Ad interrogare il pentito – collegato dal sito riservato – è stato l’avvocato Tommaso Zavaglia, partendo da un tema generale ovvero la vicenda relativa a suo cugino Gangitano, picciotto delle cosche dei Lo Bianco-Barba ucciso nel 2002, il cui corpo non è mai stato ritrovato. Un tema trattato in tante altre udienze, come ad esempio in “Rinascita-Scott” e rispolverato anche in Maestrale. L’avvocato Zavaglia, in particolare, ha chiesto al pentito se si sia trattato di «una uccisione determinata da “motivi etici” e da un “codice interno” alla ‘ndrangheta». «Stando alle logiche della ‘ndrangheta – ha spiegato Mantella – all’interno di un locale non ci possono stare omossessuali o persone con “macchie d’onore”». «A fare ulteriori esclusioni, finché hai la dote della “camorra” si può fare, Gangitano ho provato a “purificarlo” con dei riti che onestamente sono imbarazzanti». «Non possono essere affiliati persone responsabili di uno stupro nei confronti di una donna, non puoi far parte della ‘ndrangheta e in caso o paghi pegno con la morte o degradato» ha poi spiegato il pentito, con l’avvocato Zavaglia che ha puntualizzato: «Questo vale anche con l’uccisione di una donna?». «Bisogna vedere i motivi», spiega Mantella «se è per motivi di onore uccidere la donna è un fatto inevitabile, anzi è un vanto». «Ma – ha spiegato Mantella – non c’è alcun motivo per uccidere un bambino. Stando alle mie conoscenze, chi lo fa non può far parte della ‘ndrangheta».
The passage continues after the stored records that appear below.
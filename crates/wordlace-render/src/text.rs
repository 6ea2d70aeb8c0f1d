//! Plain-text grids.
//!
//! Each cell becomes one glyph. Glyphs are separated by a space and rows by a
//! newline, without a trailing newline.

use wordlace_core::{Cell, CellTags, Grid};
use wordlace_generator::{GeneratedPuzzle, PuzzleKind};

/// Glyph of a letter cell whose letter is hidden.
pub const HIDDEN: char = '_';

/// Glyph of a cell without a word letter.
pub const BLANK: char = '.';

/// Renders the grid as the solver sees it.
///
/// A word search shows every letter, so word letters and filler look alike. A
/// fill-in puzzle shows only its hint letters.
#[must_use]
pub fn puzzle_as_text(puzzle: &GeneratedPuzzle) -> String {
    match puzzle.kind() {
        PuzzleKind::WordSearch => render(puzzle.grid(), |cell| cell.letter().unwrap_or(BLANK)),
        PuzzleKind::FillIn => render(puzzle.grid(), fill_in_glyph),
    }
}

/// Renders the solution: every placed letter, and [`BLANK`] everywhere else.
#[must_use]
pub fn solution_as_text(puzzle: &GeneratedPuzzle) -> String {
    render(puzzle.grid(), solution_glyph)
}

fn fill_in_glyph(cell: &Cell) -> char {
    match cell.letter() {
        Some(letter) if cell.tags().contains(CellTags::HINT) => letter,
        Some(_) => HIDDEN,
        None => BLANK,
    }
}

pub(crate) fn solution_glyph(cell: &Cell) -> char {
    match cell.letter() {
        Some(letter) if cell.tags().contains(CellTags::LETTER) => letter,
        _ => BLANK,
    }
}

fn render(grid: &Grid, glyph: impl Fn(&Cell) -> char) -> String {
    let mut text = String::with_capacity(grid.rows() * grid.columns() * 2);
    for (i, row) in grid.row_slices().enumerate() {
        if i > 0 {
            text.push('\n');
        }
        for (j, cell) in row.iter().enumerate() {
            if j > 0 {
                text.push(' ');
            }
            text.push(glyph(cell));
        }
    }
    text
}
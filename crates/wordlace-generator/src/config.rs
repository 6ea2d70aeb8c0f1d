//! Generation settings.

use serde::{Deserialize, Serialize};
use wordlace_core::{LetterFolding, Orientation};

use crate::{Difficulty, PuzzleSeed};

/// Number of words used when the caller does not ask for a specific count.
pub const DEFAULT_WORD_CAP: usize = 30;

/// The two puzzle variants.
#[derive(
    Debug, Clone, Copy, Default, PartialEq, Eq, Hash, Serialize, Deserialize, derive_more::Display,
)]
#[serde(rename_all = "kebab-case")]
pub enum PuzzleKind {
    /// Words hidden among filler letters, in four orientations.
    #[default]
    #[display("word-search")]
    WordSearch,
    /// Crossword-style grid where each word hangs off exactly one earlier word.
    #[display("fill-in")]
    FillIn,
}

impl PuzzleKind {
    /// Returns the orientations words may take.
    #[must_use]
    pub fn orientations(self) -> &'static [Orientation] {
        match self {
            Self::WordSearch => &Orientation::WORD_SEARCH,
            Self::FillIn => &Orientation::FILL_IN,
        }
    }

    /// Returns how many distinct orientations a puzzle of `word_count` words needs.
    ///
    /// Word search asks for all four orientations as soon as four words are
    /// placed. Fill-in asks for both as soon as two words are placed.
    #[must_use]
    pub fn required_orientations(self, word_count: usize) -> usize {
        let all = self.orientations().len();
        if word_count >= all { all } else { 1 }
    }
}

/// Retry bounds of the placement engine.
///
/// Every loop of the engine is bounded by one of these values, so generation
/// always terminates.
#[derive(Debug, Clone, Copy, PartialEq, Eq)]
pub struct GenerationLimits {
    /// Ordering attempts per word set before the longest word is dropped.
    pub puzzle_tries: usize,
    /// Position attempts per word in a word-search puzzle.
    pub word_search_tries: usize,
    /// Position attempts per word in a fill-in puzzle, per grid cell.
    pub fill_in_tries_factor: usize,
    /// Draws per sampled word before the sampler gives up on that pick.
    pub sample_tries: usize,
}

impl Default for GenerationLimits {
    fn default() -> Self {
        Self {
            puzzle_tries: 100,
            word_search_tries: 100,
            fill_in_tries_factor: 5,
            sample_tries: 100,
        }
    }
}

impl GenerationLimits {
    /// Returns the position attempts per word for `kind` on a `rows × columns` grid.
    #[must_use]
    pub fn word_tries(&self, kind: PuzzleKind, rows: usize, columns: usize) -> usize {
        match kind {
            PuzzleKind::WordSearch => self.word_search_tries,
            PuzzleKind::FillIn => self.fill_in_tries_factor * rows * columns,
        }
    }
}

/// Error returned by [`PuzzleConfig::validate`].
#[derive(Debug, Clone, PartialEq, Eq, derive_more::Display, derive_more::Error)]
pub enum InvalidConfigError {
    /// The grid has no cells.
    #[display("grid dimensions must be positive (got {rows}x{columns})")]
    EmptyGrid {
        /// Configured rows.
        rows: usize,
        /// Configured columns.
        columns: usize,
    },
    /// A word search needs at least one filler letter.
    #[display("filler alphabet must not be empty")]
    EmptyFillerAlphabet,
}

/// Settings of a generation run.
///
/// Field names deserialize in kebab-case and every field is optional, so a
/// pipeline can load a partial configuration and rely on the defaults.
///
/// # Examples
///
/// ```
/// use wordlace_generator::{Difficulty, PuzzleConfig, PuzzleKind};
///
/// let config = PuzzleConfig {
///     kind: PuzzleKind::FillIn,
///     difficulty: Difficulty::Easy,
///     ..PuzzleConfig::default()
/// };
/// assert_eq!((config.rows, config.columns), (15, 15));
/// assert!(config.validate().is_ok());
/// ```
#[derive(Debug, Clone, PartialEq, Eq, Serialize, Deserialize)]
#[serde(default, rename_all = "kebab-case")]
pub struct PuzzleConfig {
    /// Puzzle variant.
    pub kind: PuzzleKind,
    /// Grid rows.
    pub rows: usize,
    /// Grid columns.
    pub columns: usize,
    /// Words to sample from the input; `0` uses all of them up to
    /// [`DEFAULT_WORD_CAP`].
    pub number_of_words: usize,
    /// Difficulty level.
    pub difficulty: Difficulty,
    /// Letters used to fill empty word-search cells.
    pub filler_alphabet: String,
    /// Accented letters kept as-is during normalization.
    pub preserved_letters: Vec<char>,
    /// Fixed seed; a random one is drawn when unset.
    pub seed: Option<PuzzleSeed>,
}

impl Default for PuzzleConfig {
    fn default() -> Self {
        Self {
            kind: PuzzleKind::default(),
            rows: 15,
            columns: 15,
            number_of_words: 0,
            difficulty: Difficulty::default(),
            filler_alphabet: ('A'..='Z').collect(),
            preserved_letters: LetterFolding::DEFAULT_PRESERVED.to_vec(),
            seed: None,
        }
    }
}

impl PuzzleConfig {
    /// Checks the settings that would make generation meaningless.
    ///
    /// # Errors
    ///
    /// Returns [`InvalidConfigError::EmptyGrid`] if either dimension is zero.
    /// Returns [`InvalidConfigError::EmptyFillerAlphabet`] for a word search
    /// without filler letters.
    pub fn validate(&self) -> Result<(), InvalidConfigError> {
        if self.rows == 0 || self.columns == 0 {
            return Err(InvalidConfigError::EmptyGrid {
                rows: self.rows,
                columns: self.columns,
            });
        }
        if self.kind == PuzzleKind::WordSearch && self.filler_alphabet.trim().is_empty() {
            return Err(InvalidConfigError::EmptyFillerAlphabet);
        }
        Ok(())
    }

    /// Returns the folding rules built from [`PuzzleConfig::preserved_letters`].
    #[must_use]
    pub fn letter_folding(&self) -> LetterFolding {
        LetterFolding::new(self.preserved_letters.iter().copied())
    }

    /// Returns the filler letters, without whitespace.
    #[must_use]
    pub fn filler_letters(&self) -> Vec<char> {
        self.filler_alphabet
            .chars()
            .filter(|c| !c.is_whitespace())
            .collect()
    }
}

#[cfg(test)]
mod tests {
    use super::*;

    #[test]
    fn test_validate() {
        assert_eq!(PuzzleConfig::default().validate(), Ok(()));

        let config = PuzzleConfig {
            rows: 0,
            ..PuzzleConfig::default()
        };
        assert_eq!(
            config.validate(),
            Err(InvalidConfigError::EmptyGrid {
                rows: 0,
                columns: 15
            })
        );

        let config = PuzzleConfig {
            filler_alphabet: " ".to_owned(),
            ..PuzzleConfig::default()
        };
        assert_eq!(
            config.validate(),
            Err(InvalidConfigError::EmptyFillerAlphabet)
        );

        // Fill-in puzzles never use filler letters.
        let config = PuzzleConfig {
            kind: PuzzleKind::FillIn,
            filler_alphabet: String::new(),
            ..PuzzleConfig::default()
        };
        assert_eq!(config.validate(), Ok(()));
    }

    #[test]
    fn test_word_tries() {
        let limits = GenerationLimits::default();
        assert_eq!(limits.word_tries(PuzzleKind::WordSearch, 15, 15), 100);
        assert_eq!(limits.word_tries(PuzzleKind::FillIn, 15, 15), 1125);
    }

    #[test]
    fn test_required_orientations() {
        assert_eq!(PuzzleKind::WordSearch.required_orientations(3), 1);
        assert_eq!(PuzzleKind::WordSearch.required_orientations(4), 4);
        assert_eq!(PuzzleKind::FillIn.required_orientations(1), 1);
        assert_eq!(PuzzleKind::FillIn.required_orientations(2), 2);
    }

    #[test]
    fn test_filler_letters() {
        let config = PuzzleConfig {
            filler_alphabet: "A B\tC".to_owned(),
            ..PuzzleConfig::default()
        };
        assert_eq!(config.filler_letters(), ['A', 'B', 'C']);
        assert_eq!(PuzzleConfig::default().filler_letters().len(), 26);
    }
}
Nel corso del controesame, l’avvocato Zavaglia ha chiesto al pentito se avesse mai conosciuto Benito Tavella, classe ’88, nell’elenco degli imputati. «No, non mi ricordo, non ho mai avuto relazioni con lui, lo conoscevo solo per nome». «All’interno della criminalità organizzata» ha spiegato ancora Mantella «apprendo dei Tavella solo perché facevano parte dell’ambiente». E Zavaglia cita un verbale di Mantella, contestando alcune dichiarazioni legate all’attività di spaccio di Benito Tavella. «Le domande le approfondisco sulle richieste del pm e del giudice e a quel punto uno si sforza di ricordare ma se nessuno mi fa una domanda precisa non vado a ruota libera», si giustifica il pentito. «Non ho mai concorso in qualche reato con Benito Tavella, non lo conosco personalmente» ha ribadito all’avvocato Zavaglia che chiede: «Che abbia fatto questi reati, chi gliel’ha detto? «A me l’ha detto Pasquale Pititto che li definiva quattro ladri di mucche, criminali di “serie b” forse anche meno. Poi penso di averne parlato con Fabio Galati». Lei – chiede ancora Zavaglia – ha riferito che dietro all’omicidio di Michele Tavella ci fosse Pasquale Pititto. «Assolutamente no, non confermo. A me non risulta che la storia sia inedita, risulta che l’astio tra Pititto e la famiglia Tavella c’è sempre stato, magari è riportato in qualche verbale omissato ma io ho già riferito di questo».
«Posso confermare che volevano uccidere Michele Tavella, il padre e l’altro fratello Benito, ho memoria di un agguato». Si tratta di un inedito, contesta l’avvocato Zavaglia, e richiama le dichiarazioni di Mantella secondo cui “Tavella dovesse essere ucciso” e non “i Tavella” (in senso generale ndr). «È stato Scrugli a dire di voler uccidere Michele Tavella mentre Pititto voleva sterminare tutta la famiglia perché voleva vendicarsi per un parente». «Scrugli voleva uccidere solo Michele, Pititto tutta la famiglia». «Anche Fortunato Tavella lo conosco solo per nome, per traffico di droga e abigeato. E anche in questo caso le fonti sono identiche» ha poi concluso Mantella rispondendo all’avvocato Zavaglia. (g.curcio@corrierecal.it)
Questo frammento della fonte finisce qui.